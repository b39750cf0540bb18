//! Configuration validation.
//!
//! # Responsibilities
//! - Semantic validation (serde handles syntactic)
//! - Every identifier must parse as a resource key
//! - Every file name must stay inside the data directory
//! - The log level must be one `tracing` understands
//!
//! # Design Decisions
//! - Returns all validation errors, not just first
//! - Validation is pure function: PluginConfig → Result<(), Vec<ValidationError>>
//! - Runs before config is accepted into the system

use std::fmt;
use std::path::{Component, Path};

use crate::config::schema::PluginConfig;
use crate::loot::key::{KeyError, ResourceKey};

/// A single semantic problem in the configuration.
#[derive(Debug, Clone, PartialEq, Eq)]
pub enum ValidationError {
    InvalidIdentifier { identifier: String, error: KeyError },
    EmptyFileName { identifier: String },
    FileOutsideDataDir { identifier: String, file: String },
    InvalidLogLevel { level: String },
}

const LOG_LEVELS: [&str; 5] = ["trace", "debug", "info", "warn", "error"];

impl fmt::Display for ValidationError {
    fn fmt(&self, f: &mut fmt::Formatter<'_>) -> fmt::Result {
        match self {
            ValidationError::InvalidIdentifier { identifier, error } => {
                write!(f, "invalid identifier '{}': {}", identifier, error)
            }
            ValidationError::EmptyFileName { identifier } => {
                write!(f, "empty file name for '{}'", identifier)
            }
            ValidationError::FileOutsideDataDir { identifier, file } => {
                write!(f, "file '{}' for '{}' is outside the data directory", file, identifier)
            }
            ValidationError::InvalidLogLevel { level } => {
                write!(f, "invalid log level '{}', expected one of: {}", level, LOG_LEVELS.join(", "))
            }
        }
    }
}

impl std::error::Error for ValidationError {}

/// Check the whole config, collecting every problem found.
pub fn validate_config(config: &PluginConfig) -> Result<(), Vec<ValidationError>> {
    let mut errors = Vec::new();

    for (identifier, file) in &config.loot_tables {
        if let Err(error) = ResourceKey::parse(identifier) {
            errors.push(ValidationError::InvalidIdentifier {
                identifier: identifier.clone(),
                error,
            });
        }

        if file.trim().is_empty() {
            errors.push(ValidationError::EmptyFileName {
                identifier: identifier.clone(),
            });
        } else if !is_contained(Path::new(file)) {
            errors.push(ValidationError::FileOutsideDataDir {
                identifier: identifier.clone(),
                file: file.clone(),
            });
        }
    }

    let level = &config.observability.log_level;
    if !LOG_LEVELS.contains(&level.to_ascii_lowercase().as_str()) {
        errors.push(ValidationError::InvalidLogLevel {
            level: level.clone(),
        });
    }

    if errors.is_empty() {
        Ok(())
    } else {
        Err(errors)
    }
}

/// Relative, with no `..`, so joining onto the data directory stays inside it.
fn is_contained(path: &Path) -> bool {
    path.components()
        .all(|c| matches!(c, Component::Normal(_) | Component::CurDir))
}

##########

◆ What the task requires: Copy the entries word for word. Leave nothing out.

◆ Expected answer:
repository b39750cf0540bb18
//! Configuration validation.
//!
//! # Responsibilities
//! - Semantic validation (serde handles syntactic)
//! - Every identifier must parse as a resource key
//! - Every file name must stay inside the data directory
//! - The log level must be one `tracing` understands
//!
//! # Design Decisions
//! - Returns all validation errors, not just first
//! - Validation is pure function: PluginConfig → Result<(), Vec<ValidationError>>
//! - Runs before config is accepted into the system

use std::fmt;
use std::path::{Component, Path};

use crate::config::schema::PluginConfig;
use crate::loot::key::{KeyError, ResourceKey};

/// A single semantic problem in the configuration.
#[derive(Debug, Clone, PartialEq, Eq)]
pub enum ValidationError {
    InvalidIdentifier { identifier: String, error: KeyError },
    EmptyFileName { identifier: String },
    FileOutsideDataDir { identifier: String, file: String },
    InvalidLogLevel { level: String },
}

const LOG_LEVELS: [&str; 5] = ["trace", "debug", "info", "warn", "error"];

impl fmt::Display for ValidationError {
    fn fmt(&self, f: &mut fmt::Formatter<'_>) -> fmt::Result {
        match self {
            ValidationError::InvalidIdentifier { identifier, error } => {
                write!(f, "invalid identifier '{}': {}", identifier, error)
            }
            ValidationError::EmptyFileName { identifier } => {
                write!(f, "empty file name for '{}'", identifier)
            }
            ValidationError::FileOutsideDataDir { identifier, file } => {
                write!(f, "file '{}' for '{}' is outside the data directory", file, identifier)
            }
            ValidationError::InvalidLogLevel { level } => {
                write!(f, "invalid log level '{}', expected one of: {}", level, LOG_LEVELS.join(", "))
            }
        }
    }
}

impl std::error::Error for ValidationError {}

/// Check the whole config, collecting every problem found.
pub fn validate_config(config: &PluginConfig) -> Result<(), Vec<ValidationError>> {
    let mut errors = Vec::new();

    for (identifier, file) in &config.loot_tables {
        if let Err(error) = ResourceKey::parse(identifier) {
            errors.push(ValidationError::InvalidIdentifier {
                identifier: identifier.clone(),
                error,
            });
        }

        if file.trim().is_empty() {
            errors.push(ValidationError::EmptyFileName {
                identifier: identifier.clone(),
            });
        } else if !is_contained(Path::new(file)) {
            errors.push(ValidationError::FileOutsideDataDir {
                identifier: identifier.clone(),
                file: file.clone(),
            });
        }
    }

    let level = &config.observability.log_level;
    if !LOG_LEVELS.contains(&level.to_ascii_lowercase().as_str()) {
        errors.push(ValidationError::InvalidLogLevel {
            level: level.clone(),
        });
    }

    if errors.is_empty() {
        Ok(())
    } else {
        Err(errors)
    }
}

/// Relative, with no `..`, so joining onto the data directory stays inside it.
fn is_contained(path: &Path) -> bool {
    path.components()
        .all(|c| matches!(c, Component::Normal(_) | Component::CurDir))
}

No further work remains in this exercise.